**TASK DETAILS**
If a line in the listing below has the string "LazyLock", copy it out.
-=-=-=-=-
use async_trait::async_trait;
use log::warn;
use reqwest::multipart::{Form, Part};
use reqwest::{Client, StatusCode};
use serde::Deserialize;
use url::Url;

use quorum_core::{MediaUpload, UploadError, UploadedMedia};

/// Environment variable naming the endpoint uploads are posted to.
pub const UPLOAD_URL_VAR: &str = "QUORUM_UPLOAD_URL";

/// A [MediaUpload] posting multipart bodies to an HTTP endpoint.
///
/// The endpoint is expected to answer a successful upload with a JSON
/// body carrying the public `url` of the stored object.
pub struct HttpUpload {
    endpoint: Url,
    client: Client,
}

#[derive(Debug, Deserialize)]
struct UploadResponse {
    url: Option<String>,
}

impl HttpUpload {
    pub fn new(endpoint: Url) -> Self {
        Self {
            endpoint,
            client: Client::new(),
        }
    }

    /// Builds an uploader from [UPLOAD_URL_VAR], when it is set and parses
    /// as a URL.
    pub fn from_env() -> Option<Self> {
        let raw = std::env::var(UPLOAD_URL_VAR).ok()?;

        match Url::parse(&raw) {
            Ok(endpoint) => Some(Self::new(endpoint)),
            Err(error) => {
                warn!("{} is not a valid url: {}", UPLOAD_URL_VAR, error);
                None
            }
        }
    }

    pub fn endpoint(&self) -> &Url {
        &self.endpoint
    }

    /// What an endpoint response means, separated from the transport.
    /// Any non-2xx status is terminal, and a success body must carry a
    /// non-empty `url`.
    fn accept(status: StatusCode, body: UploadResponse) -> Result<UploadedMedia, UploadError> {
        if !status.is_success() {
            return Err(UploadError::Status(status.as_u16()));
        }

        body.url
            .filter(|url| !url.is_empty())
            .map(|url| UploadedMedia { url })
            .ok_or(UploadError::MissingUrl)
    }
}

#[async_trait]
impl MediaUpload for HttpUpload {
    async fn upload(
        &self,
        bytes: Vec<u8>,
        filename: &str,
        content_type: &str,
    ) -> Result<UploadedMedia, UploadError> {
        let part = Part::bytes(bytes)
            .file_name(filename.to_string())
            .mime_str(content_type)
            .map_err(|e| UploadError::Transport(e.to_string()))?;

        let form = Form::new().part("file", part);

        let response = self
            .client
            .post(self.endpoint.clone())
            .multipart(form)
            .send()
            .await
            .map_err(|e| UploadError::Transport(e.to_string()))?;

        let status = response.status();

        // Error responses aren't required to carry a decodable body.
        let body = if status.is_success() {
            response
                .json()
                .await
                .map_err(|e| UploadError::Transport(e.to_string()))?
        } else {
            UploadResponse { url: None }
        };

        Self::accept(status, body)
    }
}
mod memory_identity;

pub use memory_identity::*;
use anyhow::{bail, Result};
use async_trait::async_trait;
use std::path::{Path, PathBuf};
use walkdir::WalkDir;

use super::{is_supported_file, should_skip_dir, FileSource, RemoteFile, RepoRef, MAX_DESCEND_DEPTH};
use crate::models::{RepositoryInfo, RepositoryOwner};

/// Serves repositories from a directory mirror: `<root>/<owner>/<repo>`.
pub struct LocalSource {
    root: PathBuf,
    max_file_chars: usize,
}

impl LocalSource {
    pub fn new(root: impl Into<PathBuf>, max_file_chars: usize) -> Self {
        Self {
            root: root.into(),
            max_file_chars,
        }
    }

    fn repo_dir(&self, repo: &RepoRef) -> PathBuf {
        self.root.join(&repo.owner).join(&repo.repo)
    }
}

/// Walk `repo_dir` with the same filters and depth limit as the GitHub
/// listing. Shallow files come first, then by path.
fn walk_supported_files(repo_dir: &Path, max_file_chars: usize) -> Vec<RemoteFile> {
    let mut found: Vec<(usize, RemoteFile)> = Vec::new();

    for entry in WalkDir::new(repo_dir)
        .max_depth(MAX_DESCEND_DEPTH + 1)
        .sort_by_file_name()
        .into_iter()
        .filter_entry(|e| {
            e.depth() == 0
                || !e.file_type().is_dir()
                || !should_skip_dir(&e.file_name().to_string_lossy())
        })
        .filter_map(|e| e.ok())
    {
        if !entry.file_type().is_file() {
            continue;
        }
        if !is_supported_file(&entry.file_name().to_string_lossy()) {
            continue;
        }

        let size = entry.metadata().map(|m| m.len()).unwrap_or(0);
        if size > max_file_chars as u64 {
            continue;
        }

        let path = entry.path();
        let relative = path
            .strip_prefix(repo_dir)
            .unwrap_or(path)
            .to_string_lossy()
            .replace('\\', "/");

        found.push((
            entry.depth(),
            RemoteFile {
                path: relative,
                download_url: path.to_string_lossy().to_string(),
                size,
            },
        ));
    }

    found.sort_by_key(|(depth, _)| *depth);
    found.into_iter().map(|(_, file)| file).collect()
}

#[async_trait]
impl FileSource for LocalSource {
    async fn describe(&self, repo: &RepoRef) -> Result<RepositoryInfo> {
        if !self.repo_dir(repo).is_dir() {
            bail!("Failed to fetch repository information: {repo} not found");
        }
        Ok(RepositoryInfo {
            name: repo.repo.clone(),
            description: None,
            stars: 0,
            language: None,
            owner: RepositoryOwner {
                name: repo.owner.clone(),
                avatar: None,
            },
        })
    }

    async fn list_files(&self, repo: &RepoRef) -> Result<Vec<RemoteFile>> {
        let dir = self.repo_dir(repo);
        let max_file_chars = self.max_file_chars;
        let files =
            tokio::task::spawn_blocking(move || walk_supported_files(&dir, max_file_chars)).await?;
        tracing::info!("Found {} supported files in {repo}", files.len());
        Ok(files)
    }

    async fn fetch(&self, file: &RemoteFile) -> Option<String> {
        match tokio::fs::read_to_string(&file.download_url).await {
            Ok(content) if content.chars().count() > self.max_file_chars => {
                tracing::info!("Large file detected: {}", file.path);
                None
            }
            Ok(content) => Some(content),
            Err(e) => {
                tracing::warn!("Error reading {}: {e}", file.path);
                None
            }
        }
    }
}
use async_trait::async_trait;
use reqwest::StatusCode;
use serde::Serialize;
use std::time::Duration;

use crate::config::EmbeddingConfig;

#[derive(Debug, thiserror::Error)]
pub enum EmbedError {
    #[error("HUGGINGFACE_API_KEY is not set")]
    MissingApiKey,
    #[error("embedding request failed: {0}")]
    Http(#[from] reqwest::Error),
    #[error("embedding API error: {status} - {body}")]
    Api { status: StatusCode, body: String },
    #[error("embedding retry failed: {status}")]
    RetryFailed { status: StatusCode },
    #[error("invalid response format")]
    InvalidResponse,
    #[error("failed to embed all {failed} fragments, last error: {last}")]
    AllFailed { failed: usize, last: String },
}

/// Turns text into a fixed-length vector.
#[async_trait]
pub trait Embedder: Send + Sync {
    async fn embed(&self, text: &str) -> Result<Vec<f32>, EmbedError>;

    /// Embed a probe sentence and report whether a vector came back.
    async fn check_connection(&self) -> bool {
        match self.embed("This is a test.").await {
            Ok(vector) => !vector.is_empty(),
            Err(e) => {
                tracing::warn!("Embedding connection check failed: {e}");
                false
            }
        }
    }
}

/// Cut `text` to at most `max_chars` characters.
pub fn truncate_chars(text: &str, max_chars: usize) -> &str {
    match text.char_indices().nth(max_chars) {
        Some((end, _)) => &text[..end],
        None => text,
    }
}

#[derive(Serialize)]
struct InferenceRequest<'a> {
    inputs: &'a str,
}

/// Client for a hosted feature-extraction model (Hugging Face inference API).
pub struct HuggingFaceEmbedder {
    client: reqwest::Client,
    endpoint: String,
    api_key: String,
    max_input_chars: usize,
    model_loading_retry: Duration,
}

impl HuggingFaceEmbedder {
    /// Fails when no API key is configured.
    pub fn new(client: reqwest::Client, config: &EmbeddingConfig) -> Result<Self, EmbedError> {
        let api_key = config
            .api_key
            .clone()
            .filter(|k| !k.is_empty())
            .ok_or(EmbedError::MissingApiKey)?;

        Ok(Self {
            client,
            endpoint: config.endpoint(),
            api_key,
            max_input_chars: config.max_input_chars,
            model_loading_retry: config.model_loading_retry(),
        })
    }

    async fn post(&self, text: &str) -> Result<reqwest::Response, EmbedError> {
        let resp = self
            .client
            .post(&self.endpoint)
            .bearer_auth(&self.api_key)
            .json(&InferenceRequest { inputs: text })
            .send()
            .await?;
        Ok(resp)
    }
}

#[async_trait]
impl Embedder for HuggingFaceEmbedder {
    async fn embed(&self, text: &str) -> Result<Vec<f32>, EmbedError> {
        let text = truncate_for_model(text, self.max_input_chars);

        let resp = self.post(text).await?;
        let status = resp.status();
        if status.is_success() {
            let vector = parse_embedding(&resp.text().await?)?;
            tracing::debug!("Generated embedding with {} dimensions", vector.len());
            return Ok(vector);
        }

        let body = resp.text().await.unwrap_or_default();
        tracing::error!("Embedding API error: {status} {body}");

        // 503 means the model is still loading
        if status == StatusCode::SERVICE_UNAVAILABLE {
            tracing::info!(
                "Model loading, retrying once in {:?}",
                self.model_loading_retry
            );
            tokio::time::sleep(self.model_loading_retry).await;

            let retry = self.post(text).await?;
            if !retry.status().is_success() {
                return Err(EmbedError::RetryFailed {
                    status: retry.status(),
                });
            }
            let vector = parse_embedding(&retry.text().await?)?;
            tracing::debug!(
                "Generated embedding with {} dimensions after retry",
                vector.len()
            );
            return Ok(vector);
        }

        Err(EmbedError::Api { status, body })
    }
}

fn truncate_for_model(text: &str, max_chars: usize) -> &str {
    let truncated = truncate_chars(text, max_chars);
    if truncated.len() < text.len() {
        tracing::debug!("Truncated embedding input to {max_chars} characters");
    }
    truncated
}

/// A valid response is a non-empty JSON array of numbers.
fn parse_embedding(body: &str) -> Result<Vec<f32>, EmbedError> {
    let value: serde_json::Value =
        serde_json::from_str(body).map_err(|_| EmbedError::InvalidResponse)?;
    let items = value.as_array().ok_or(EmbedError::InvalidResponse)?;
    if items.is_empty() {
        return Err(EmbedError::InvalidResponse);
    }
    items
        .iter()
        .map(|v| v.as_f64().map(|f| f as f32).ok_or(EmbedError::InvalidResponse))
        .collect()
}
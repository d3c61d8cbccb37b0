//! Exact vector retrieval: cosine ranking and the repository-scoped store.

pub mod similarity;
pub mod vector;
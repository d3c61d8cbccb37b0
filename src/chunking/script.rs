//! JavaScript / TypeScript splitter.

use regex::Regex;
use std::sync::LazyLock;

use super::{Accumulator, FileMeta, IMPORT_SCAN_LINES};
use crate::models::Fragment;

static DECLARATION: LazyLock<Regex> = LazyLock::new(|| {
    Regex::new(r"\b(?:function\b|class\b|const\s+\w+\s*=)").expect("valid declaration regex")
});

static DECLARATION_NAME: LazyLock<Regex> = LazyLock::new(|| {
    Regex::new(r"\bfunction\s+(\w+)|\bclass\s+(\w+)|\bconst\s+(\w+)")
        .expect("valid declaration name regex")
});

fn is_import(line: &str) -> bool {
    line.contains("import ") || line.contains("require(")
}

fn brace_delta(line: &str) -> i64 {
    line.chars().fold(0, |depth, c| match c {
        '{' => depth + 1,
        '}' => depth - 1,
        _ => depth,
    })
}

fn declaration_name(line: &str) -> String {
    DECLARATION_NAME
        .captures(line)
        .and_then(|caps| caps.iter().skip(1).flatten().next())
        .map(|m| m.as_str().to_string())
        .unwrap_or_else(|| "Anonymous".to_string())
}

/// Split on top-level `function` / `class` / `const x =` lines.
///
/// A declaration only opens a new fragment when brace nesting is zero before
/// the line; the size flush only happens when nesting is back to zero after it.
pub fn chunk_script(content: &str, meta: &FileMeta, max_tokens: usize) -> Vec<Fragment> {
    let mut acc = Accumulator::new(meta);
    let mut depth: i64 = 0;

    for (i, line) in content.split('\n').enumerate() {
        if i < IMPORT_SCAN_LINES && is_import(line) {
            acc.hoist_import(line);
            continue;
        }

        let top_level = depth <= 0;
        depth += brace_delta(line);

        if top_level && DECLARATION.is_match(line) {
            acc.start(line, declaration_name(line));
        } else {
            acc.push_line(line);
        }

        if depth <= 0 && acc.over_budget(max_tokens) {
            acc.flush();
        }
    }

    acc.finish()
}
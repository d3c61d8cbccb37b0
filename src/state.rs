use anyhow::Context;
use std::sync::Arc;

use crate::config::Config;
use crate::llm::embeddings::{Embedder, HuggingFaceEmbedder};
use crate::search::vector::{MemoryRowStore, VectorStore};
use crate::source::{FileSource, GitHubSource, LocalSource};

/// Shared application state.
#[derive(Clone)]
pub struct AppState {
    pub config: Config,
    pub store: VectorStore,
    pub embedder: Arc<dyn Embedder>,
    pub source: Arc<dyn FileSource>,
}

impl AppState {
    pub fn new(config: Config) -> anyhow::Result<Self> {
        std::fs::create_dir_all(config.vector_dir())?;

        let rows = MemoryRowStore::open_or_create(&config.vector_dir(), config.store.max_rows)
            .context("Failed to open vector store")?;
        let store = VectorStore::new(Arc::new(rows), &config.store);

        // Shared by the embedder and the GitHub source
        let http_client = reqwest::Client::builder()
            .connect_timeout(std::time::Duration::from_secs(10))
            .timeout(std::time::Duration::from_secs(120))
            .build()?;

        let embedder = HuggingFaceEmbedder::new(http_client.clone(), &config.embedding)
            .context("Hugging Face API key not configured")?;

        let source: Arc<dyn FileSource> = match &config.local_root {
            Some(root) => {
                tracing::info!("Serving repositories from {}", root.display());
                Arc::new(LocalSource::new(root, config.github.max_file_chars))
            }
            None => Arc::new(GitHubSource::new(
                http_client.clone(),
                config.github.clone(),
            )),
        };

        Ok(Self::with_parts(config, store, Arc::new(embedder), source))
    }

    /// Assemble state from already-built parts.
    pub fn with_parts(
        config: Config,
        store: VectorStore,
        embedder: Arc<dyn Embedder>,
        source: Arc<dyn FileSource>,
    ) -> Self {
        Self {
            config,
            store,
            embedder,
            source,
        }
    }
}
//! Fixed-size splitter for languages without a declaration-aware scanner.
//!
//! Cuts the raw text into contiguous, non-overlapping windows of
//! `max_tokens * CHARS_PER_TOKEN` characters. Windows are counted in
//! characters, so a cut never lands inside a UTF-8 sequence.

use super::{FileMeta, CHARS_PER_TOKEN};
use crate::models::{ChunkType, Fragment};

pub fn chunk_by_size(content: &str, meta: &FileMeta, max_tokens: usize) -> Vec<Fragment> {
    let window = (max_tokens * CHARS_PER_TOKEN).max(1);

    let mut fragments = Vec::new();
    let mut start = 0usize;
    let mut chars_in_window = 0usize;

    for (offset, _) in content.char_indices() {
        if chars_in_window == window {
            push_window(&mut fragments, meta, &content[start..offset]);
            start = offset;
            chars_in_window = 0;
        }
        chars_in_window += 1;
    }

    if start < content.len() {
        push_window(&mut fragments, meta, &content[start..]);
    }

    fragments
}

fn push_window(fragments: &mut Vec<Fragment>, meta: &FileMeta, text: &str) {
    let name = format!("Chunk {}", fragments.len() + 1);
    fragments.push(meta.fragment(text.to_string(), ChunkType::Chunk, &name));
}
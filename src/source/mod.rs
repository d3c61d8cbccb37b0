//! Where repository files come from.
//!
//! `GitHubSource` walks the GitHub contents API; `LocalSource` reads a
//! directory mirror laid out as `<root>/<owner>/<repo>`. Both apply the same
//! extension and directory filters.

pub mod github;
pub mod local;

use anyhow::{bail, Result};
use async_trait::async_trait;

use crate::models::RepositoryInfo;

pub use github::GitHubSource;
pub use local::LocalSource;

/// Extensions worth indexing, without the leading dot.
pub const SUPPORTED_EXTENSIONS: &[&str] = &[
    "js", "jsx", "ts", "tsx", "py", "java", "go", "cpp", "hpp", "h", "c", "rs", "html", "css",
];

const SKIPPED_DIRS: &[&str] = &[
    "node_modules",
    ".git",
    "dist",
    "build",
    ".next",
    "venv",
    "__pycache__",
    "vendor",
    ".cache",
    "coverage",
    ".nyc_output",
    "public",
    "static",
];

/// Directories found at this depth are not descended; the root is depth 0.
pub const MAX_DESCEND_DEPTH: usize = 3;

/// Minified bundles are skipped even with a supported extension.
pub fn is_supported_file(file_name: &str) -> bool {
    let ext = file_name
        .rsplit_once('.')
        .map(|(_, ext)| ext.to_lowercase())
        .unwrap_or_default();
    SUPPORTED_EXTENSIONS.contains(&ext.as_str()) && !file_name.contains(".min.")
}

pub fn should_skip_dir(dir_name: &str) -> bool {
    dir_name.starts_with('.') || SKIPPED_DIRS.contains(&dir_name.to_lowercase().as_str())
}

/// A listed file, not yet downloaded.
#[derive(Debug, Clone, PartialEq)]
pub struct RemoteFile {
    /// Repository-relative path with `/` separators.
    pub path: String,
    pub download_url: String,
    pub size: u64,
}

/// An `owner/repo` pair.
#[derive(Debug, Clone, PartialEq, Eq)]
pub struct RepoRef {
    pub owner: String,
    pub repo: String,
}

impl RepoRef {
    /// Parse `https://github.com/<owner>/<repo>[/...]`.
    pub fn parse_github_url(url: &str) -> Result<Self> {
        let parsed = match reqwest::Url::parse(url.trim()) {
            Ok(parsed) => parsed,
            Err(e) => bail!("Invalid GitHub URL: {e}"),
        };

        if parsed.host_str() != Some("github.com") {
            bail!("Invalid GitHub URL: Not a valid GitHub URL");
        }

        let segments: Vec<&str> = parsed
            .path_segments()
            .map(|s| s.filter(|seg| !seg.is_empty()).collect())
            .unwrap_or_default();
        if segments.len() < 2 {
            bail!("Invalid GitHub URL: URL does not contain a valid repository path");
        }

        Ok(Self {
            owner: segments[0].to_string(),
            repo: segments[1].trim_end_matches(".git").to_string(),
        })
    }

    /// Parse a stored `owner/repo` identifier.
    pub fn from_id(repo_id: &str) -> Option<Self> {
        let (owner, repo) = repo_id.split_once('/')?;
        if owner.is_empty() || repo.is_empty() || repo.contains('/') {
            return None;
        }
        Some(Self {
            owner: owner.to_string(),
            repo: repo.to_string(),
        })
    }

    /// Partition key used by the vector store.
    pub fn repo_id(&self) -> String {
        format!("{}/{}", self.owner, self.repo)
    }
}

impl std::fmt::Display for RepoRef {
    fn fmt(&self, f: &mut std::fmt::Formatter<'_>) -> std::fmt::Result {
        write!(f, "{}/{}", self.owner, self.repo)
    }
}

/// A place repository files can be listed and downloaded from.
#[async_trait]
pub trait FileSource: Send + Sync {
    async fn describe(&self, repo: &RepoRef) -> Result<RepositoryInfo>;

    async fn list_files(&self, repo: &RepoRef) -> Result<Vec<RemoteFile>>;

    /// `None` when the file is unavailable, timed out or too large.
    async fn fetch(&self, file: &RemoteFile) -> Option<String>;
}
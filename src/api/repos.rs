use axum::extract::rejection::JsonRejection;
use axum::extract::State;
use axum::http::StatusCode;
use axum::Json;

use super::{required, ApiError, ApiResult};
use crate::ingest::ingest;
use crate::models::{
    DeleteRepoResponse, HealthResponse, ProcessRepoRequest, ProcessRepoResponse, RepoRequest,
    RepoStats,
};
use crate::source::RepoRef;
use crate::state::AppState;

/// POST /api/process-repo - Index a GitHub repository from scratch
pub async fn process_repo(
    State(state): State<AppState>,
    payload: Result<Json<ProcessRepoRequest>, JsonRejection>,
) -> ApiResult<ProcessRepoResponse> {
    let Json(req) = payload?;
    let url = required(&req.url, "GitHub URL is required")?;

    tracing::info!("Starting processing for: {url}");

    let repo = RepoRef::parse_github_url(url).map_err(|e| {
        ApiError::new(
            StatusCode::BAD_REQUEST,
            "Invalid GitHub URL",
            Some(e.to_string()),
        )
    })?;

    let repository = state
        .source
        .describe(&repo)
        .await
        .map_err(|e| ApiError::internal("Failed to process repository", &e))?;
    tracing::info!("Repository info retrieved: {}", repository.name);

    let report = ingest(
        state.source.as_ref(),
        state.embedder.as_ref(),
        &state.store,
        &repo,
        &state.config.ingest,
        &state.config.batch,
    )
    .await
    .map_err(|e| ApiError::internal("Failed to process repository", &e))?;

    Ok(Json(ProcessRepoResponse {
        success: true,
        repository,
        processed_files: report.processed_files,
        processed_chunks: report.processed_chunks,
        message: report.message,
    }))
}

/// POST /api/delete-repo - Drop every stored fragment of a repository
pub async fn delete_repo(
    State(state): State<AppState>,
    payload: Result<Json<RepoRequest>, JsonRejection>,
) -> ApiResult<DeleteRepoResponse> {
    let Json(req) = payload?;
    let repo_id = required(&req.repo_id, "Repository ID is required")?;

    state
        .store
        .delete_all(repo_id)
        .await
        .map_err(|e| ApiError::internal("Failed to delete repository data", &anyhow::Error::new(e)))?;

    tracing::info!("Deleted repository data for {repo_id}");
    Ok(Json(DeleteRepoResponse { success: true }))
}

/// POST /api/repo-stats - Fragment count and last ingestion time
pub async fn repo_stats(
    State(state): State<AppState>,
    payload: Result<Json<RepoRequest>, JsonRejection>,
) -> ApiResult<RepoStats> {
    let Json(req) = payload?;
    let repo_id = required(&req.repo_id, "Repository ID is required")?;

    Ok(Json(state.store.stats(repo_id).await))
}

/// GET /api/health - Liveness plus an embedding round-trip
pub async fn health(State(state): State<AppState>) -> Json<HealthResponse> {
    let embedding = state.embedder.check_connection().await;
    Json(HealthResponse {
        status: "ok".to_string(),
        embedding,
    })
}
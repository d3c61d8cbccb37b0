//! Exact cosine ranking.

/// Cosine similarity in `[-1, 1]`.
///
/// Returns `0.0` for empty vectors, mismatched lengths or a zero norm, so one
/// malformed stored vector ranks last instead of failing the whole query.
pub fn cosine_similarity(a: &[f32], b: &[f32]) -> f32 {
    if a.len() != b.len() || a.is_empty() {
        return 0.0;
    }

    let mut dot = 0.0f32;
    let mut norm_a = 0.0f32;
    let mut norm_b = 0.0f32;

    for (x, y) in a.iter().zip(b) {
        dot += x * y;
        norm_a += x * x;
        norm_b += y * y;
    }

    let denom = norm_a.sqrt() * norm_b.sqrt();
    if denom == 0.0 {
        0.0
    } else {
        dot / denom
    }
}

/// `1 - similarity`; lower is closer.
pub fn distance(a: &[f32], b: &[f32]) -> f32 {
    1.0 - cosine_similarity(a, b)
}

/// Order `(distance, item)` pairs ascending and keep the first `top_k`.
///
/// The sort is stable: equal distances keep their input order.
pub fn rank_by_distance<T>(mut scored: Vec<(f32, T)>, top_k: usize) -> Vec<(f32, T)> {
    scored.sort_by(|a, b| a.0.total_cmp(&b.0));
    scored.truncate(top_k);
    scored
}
-=-=-=-=-
**RESULT**
use std::sync::LazyLock;
static DECLARATION: LazyLock<Regex> = LazyLock::new(|| {
static DECLARATION_NAME: LazyLock<Regex> = LazyLock::new(|| {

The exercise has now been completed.